§ What is needed
Your task is to find every line of the data that holds the string "other" and copy it.

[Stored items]
^^^^^^^^^^^^^^^^

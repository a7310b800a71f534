use core::fmt;
use core::str::FromStr;

use serde::de::DeserializeOwned;
use serde::{Deserialize, Serialize};
use serde_json::Value;

use assetdesk_core::error::require_text;
use assetdesk_core::id::parse_optional;
use assetdesk_core::{
    CustomerId, DomainError, Entity, EntityKind, LocationId, SiteId, ValidationError,
    ValueObject,
};

/// Where an infrastructure location lives.
#[derive(Debug, Copy, Clone, PartialEq, Eq, Hash, Serialize, Deserialize)]
#[serde(rename_all = "snake_case")]
pub enum LocationType {
    Azure,
    Aws,
    OnPremise,
    Datacenter,
}

impl LocationType {
    pub fn as_str(self) -> &'static str {
        match self {
            LocationType::Azure => "azure",
            LocationType::Aws => "aws",
            LocationType::OnPremise => "on_premise",
            LocationType::Datacenter => "datacenter",
        }
    }
}

impl fmt::Display for LocationType {
    fn fmt(&self, f: &mut fmt::Formatter<'_>) -> fmt::Result {
        f.write_str(self.as_str())
    }
}

impl FromStr for LocationType {
    type Err = ValidationError;

    fn from_str(s: &str) -> Result<Self, Self::Err> {
        match s.trim() {
            "azure" => Ok(LocationType::Azure),
            "aws" => Ok(LocationType::Aws),
            "on_premise" => Ok(LocationType::OnPremise),
            "datacenter" => Ok(LocationType::Datacenter),
            other => Err(ValidationError::invalid_field(
                "location_type",
                format!("unknown location type '{other}'"),
            )),
        }
    }
}

#[derive(Debug, Clone, PartialEq, Eq, Serialize, Deserialize)]
pub struct AzureConfig {
    pub subscription_id: String,
    pub resource_group: String,
    pub region: String,
}

#[derive(Debug, Clone, PartialEq, Eq, Serialize, Deserialize)]
pub struct AwsConfig {
    pub region: String,
    pub vpc_id: String,
}

#[derive(Debug, Clone, PartialEq, Eq, Serialize, Deserialize)]
pub struct DatacenterConfig {
    pub name: String,
}

#[derive(Debug, Clone, PartialEq, Eq, Serialize, Deserialize)]
pub struct OnPremiseConfig {
    pub location: String,
}

/// Location configuration; the variant is selected by the sibling `type` field.
///
/// Serialized without a tag (the document's `type` already is one).
#[derive(Debug, Clone, PartialEq, Eq, Serialize)]
#[serde(untagged)]
pub enum LocationConfig {
    Azure(AzureConfig),
    Aws(AwsConfig),
    Datacenter(DatacenterConfig),
    OnPremise(OnPremiseConfig),
}

impl ValueObject for LocationConfig {}

impl LocationConfig {
    /// Decode a raw config payload as the variant `location_type` calls for.
    pub fn parse(location_type: LocationType, raw: Value) -> Result<Self, ValidationError> {
        Ok(match location_type {
            LocationType::Azure => LocationConfig::Azure(decode(location_type, raw)?),
            LocationType::Aws => LocationConfig::Aws(decode(location_type, raw)?),
            LocationType::Datacenter => LocationConfig::Datacenter(decode(location_type, raw)?),
            LocationType::OnPremise => LocationConfig::OnPremise(decode(location_type, raw)?),
        })
    }

    pub fn location_type(&self) -> LocationType {
        match self {
            LocationConfig::Azure(_) => LocationType::Azure,
            LocationConfig::Aws(_) => LocationType::Aws,
            LocationConfig::Datacenter(_) => LocationType::Datacenter,
            LocationConfig::OnPremise(_) => LocationType::OnPremise,
        }
    }
}

fn decode<T: DeserializeOwned>(
    location_type: LocationType,
    raw: Value,
) -> Result<T, ValidationError> {
    serde_json::from_value(raw)
        .map_err(|e| ValidationError::type_mismatch(location_type.as_str(), e.to_string()))
}

/// Infrastructure location document.
#[derive(Debug, Clone, PartialEq, Eq, Serialize, Deserialize)]
#[serde(try_from = "StoredLocation")]
pub struct InfrastructureLocation {
    pub name: String,
    #[serde(rename = "type")]
    pub location_type: LocationType,
    pub customer_id: CustomerId,
    pub description: Option<String>,
    pub config: LocationConfig,
    pub is_active: bool,
    pub site_id: Option<SiteId>,
}

impl Entity for InfrastructureLocation {
    type Id = LocationId;
    const KIND: EntityKind = EntityKind::InfrastructureLocation;
}

impl InfrastructureLocation {
    pub fn validate(&self) -> Result<(), ValidationError> {
        require_text("name", &self.name)?;
        if self.config.location_type() != self.location_type {
            return Err(ValidationError::type_mismatch(
                self.location_type.as_str(),
                format!("got a {} config", self.config.location_type()),
            ));
        }
        if self.location_type == LocationType::OnPremise && self.site_id.is_none() {
            return Err(ValidationError::missing_site(
                "on_premise infrastructure location",
            ));
        }
        Ok(())
    }
}

/// Shape read back from the store: config stays raw until the tag is known.
#[derive(Deserialize)]
struct StoredLocation {
    name: String,
    #[serde(rename = "type")]
    location_type: LocationType,
    customer_id: CustomerId,
    #[serde(default)]
    description: Option<String>,
    config: Value,
    #[serde(default = "default_active")]
    is_active: bool,
    #[serde(default)]
    site_id: Option<SiteId>,
}

impl TryFrom<StoredLocation> for InfrastructureLocation {
    type Error = ValidationError;

    fn try_from(stored: StoredLocation) -> Result<Self, Self::Error> {
        Ok(Self {
            config: LocationConfig::parse(stored.location_type, stored.config)?,
            name: stored.name,
            location_type: stored.location_type,
            customer_id: stored.customer_id,
            description: stored.description,
            is_active: stored.is_active,
            site_id: stored.site_id,
        })
    }
}

fn default_active() -> bool {
    true
}

/// Payload for creating an infrastructure location.
///
/// Ids and config are kept raw so malformed ids and config mismatches map to their own
/// error kinds instead of a generic body rejection.
#[derive(Debug, Clone, PartialEq, Deserialize)]
pub struct NewInfrastructure {
    pub name: String,
    #[serde(rename = "type")]
    pub location_type: LocationType,
    pub customer_id: String,
    #[serde(default)]
    pub description: Option<String>,
    pub config: Value,
    #[serde(default = "default_active")]
    pub is_active: bool,
    #[serde(default)]
    pub site_id: Option<String>,
}

impl NewInfrastructure {
    /// Parse ids and config, then validate the resulting document.
    pub fn into_location(self) -> Result<InfrastructureLocation, DomainError> {
        let customer_id: CustomerId = self.customer_id.parse()?;
        let site_id = parse_optional::<SiteId>(self.site_id.as_deref())?;
        let location = InfrastructureLocation {
            config: LocationConfig::parse(self.location_type, self.config)?,
            name: self.name,
            location_type: self.location_type,
            customer_id,
            description: self.description,
            is_active: self.is_active,
            site_id,
        };
        location.validate()?;
        Ok(location)
    }
}

/// Partial update of a location. Type and owning customer are fixed at creation.
#[derive(Debug, Clone, Default, PartialEq, Deserialize)]
pub struct InfrastructureUpdate {
    #[serde(default)]
    pub name: Option<String>,
    #[serde(default)]
    pub description: Option<String>,
    #[serde(default)]
    pub config: Option<Value>,
    #[serde(default)]
    pub is_active: Option<bool>,
    #[serde(default)]
    pub site_id: Option<String>,
}

impl InfrastructureUpdate {
    /// Merge into `existing`, returning the validated candidate document.
    pub fn apply_to(
        self,
        existing: &InfrastructureLocation,
    ) -> Result<InfrastructureLocation, DomainError> {
        let mut merged = existing.clone();
        if let Some(name) = self.name {
            merged.name = name;
        }
        if let Some(description) = self.description {
            merged.description = Some(description);
        }
        if let Some(config) = self.config {
            merged.config = LocationConfig::parse(merged.location_type, config)?;
        }
        if let Some(is_active) = self.is_active {
            merged.is_active = is_active;
        }
        if let Some(site_id) = parse_optional::<SiteId>(self.site_id.as_deref())? {
            merged.site_id = Some(site_id);
        }
        merged.validate()?;
        Ok(merged)
    }
}

#[cfg(test)]
mod tests {
    use super::*;
    use serde_json::json;

    fn on_prem_payload(site_id: Option<String>) -> NewInfrastructure {
        NewInfrastructure {
            name: "Server room".to_string(),
            location_type: LocationType::OnPremise,
            customer_id: CustomerId::new().to_string(),
            description: None,
            config: json!({ "location": "Basement" }),
            is_active: true,
            site_id,
        }
    }

    #[test]
    fn on_premise_without_site_is_missing_site() {
        let err = on_prem_payload(None).into_location().unwrap_err();
        match err {
            DomainError::Validation(v) => assert_eq!(v.rule(), "missing_site"),
            other => panic!("unexpected error: {other:?}"),
        }
    }

    #[test]
    fn on_premise_with_blank_site_is_missing_site() {
        let err = on_prem_payload(Some(" ".to_string()))
            .into_location()
            .unwrap_err();
        assert!(matches!(
            err,
            DomainError::Validation(ValidationError::MissingSite { .. })
        ));
    }

    #[test]
    fn on_premise_with_site_is_accepted() {
        let site_id = SiteId::new();
        let location = on_prem_payload(Some(site_id.to_string()))
            .into_location()
            .unwrap();
        assert_eq!(location.site_id, Some(site_id));
        assert_eq!(
            location.config,
            LocationConfig::OnPremise(OnPremiseConfig {
                location: "Basement".to_string()
            })
        );
    }

    #[test]
    fn malformed_site_id_is_an_id_error() {
        let err = on_prem_payload(Some("not-a-uuid".to_string()))
            .into_location()
            .unwrap_err();
        assert!(matches!(err, DomainError::InvalidIdFormat(_)));
    }

    #[test]
    fn config_must_match_type() {
        let err = LocationConfig::parse(LocationType::Aws, json!({ "location": "Basement" }))
            .unwrap_err();
        assert_eq!(err.rule(), "type_mismatch");
        assert_eq!(err.field(), "config");
    }

    #[test]
    fn azure_config_round_trips_through_document() {
        let location = NewInfrastructure {
            name: "Prod".to_string(),
            location_type: LocationType::Azure,
            customer_id: CustomerId::new().to_string(),
            description: Some("main subscription".to_string()),
            config: json!({
                "subscription_id": "sub-1",
                "resource_group": "rg",
                "region": "westeurope"
            }),
            is_active: true,
            site_id: None,
        }
        .into_location()
        .unwrap();

        let doc = serde_json::to_value(&location).unwrap();
        assert_eq!(doc["type"], "azure");
        assert_eq!(doc["config"]["region"], "westeurope");
        let back: InfrastructureLocation = serde_json::from_value(doc).unwrap();
        assert_eq!(back, location);
    }

    #[test]
    fn is_active_defaults_to_true() {
        let payload: NewInfrastructure = serde_json::from_value(json!({
            "name": "DC",
            "type": "datacenter",
            "customer_id": CustomerId::new().to_string(),
            "config": { "name": "FRA1" }
        }))
        .unwrap();
        assert!(payload.is_active);
    }

    #[test]
    fn update_reparses_config_under_existing_type() {
        let existing = on_prem_payload(Some(SiteId::new().to_string()))
            .into_location()
            .unwrap();
        let update = InfrastructureUpdate {
            config: Some(json!({ "region": "eu-west-1", "vpc_id": "vpc-1" })),
            ..Default::default()
        };
        let err = update.apply_to(&existing).unwrap_err();
        assert!(matches!(
            err,
            DomainError::Validation(ValidationError::TypeMismatch { .. })
        ));
    }

    #[test]
    fn update_merges_present_fields_only() {
        let existing = on_prem_payload(Some(SiteId::new().to_string()))
            .into_location()
            .unwrap();
        let update: InfrastructureUpdate =
            serde_json::from_value(json!({ "is_active": false, "name": null })).unwrap();
        let merged = update.apply_to(&existing).unwrap();
        assert!(!merged.is_active);
        assert_eq!(merged.name, existing.name);
        assert_eq!(merged.site_id, existing.site_id);
    }

    #[test]
    fn location_type_parses_query_values() {
        assert_eq!("on_premise".parse::<LocationType>().unwrap(), LocationType::OnPremise);
        assert!("mainframe".parse::<LocationType>().is_err());
    }

    mod proptest_tests {
        use super::*;
        use proptest::prelude::*;

        fn any_location_type() -> impl Strategy<Value = LocationType> {
            prop_oneof![
                Just(LocationType::Azure),
                Just(LocationType::Aws),
                Just(LocationType::OnPremise),
                Just(LocationType::Datacenter),
            ]
        }

        proptest! {
            /// Property: a datacenter config is only ever accepted for the datacenter type.
            #[test]
            fn datacenter_config_only_fits_datacenter(
                location_type in any_location_type(),
                name in "[a-zA-Z0-9]{1,12}"
            ) {
                let parsed = LocationConfig::parse(location_type, json!({ "name": name }));
                prop_assert_eq!(parsed.is_ok(), location_type == LocationType::Datacenter);
            }

            /// Property: only on_premise locations demand a site.
            #[test]
            fn only_on_premise_requires_site(location_type in any_location_type()) {
                let config = match location_type {
                    LocationType::Azure => json!({"subscription_id": "s", "resource_group": "r", "region": "x"}),
                    LocationType::Aws => json!({"region": "x", "vpc_id": "v"}),
                    LocationType::OnPremise => json!({"location": "l"}),
                    LocationType::Datacenter => json!({"name": "n"}),
                };
                let result = NewInfrastructure {
                    name: "loc".to_string(),
                    location_type,
                    customer_id: CustomerId::new().to_string(),
                    description: None,
                    config,
                    is_active: true,
                    site_id: None,
                }
                .into_location();
                prop_assert_eq!(result.is_err(), location_type == LocationType::OnPremise);
            }
        }
    }
}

^^^^^^^^^^^^^^^^

§ Solution for this problem
            other => Err(ValidationError::invalid_field(
                format!("unknown location type '{other}'"),
            other => panic!("unexpected error: {other:?}"),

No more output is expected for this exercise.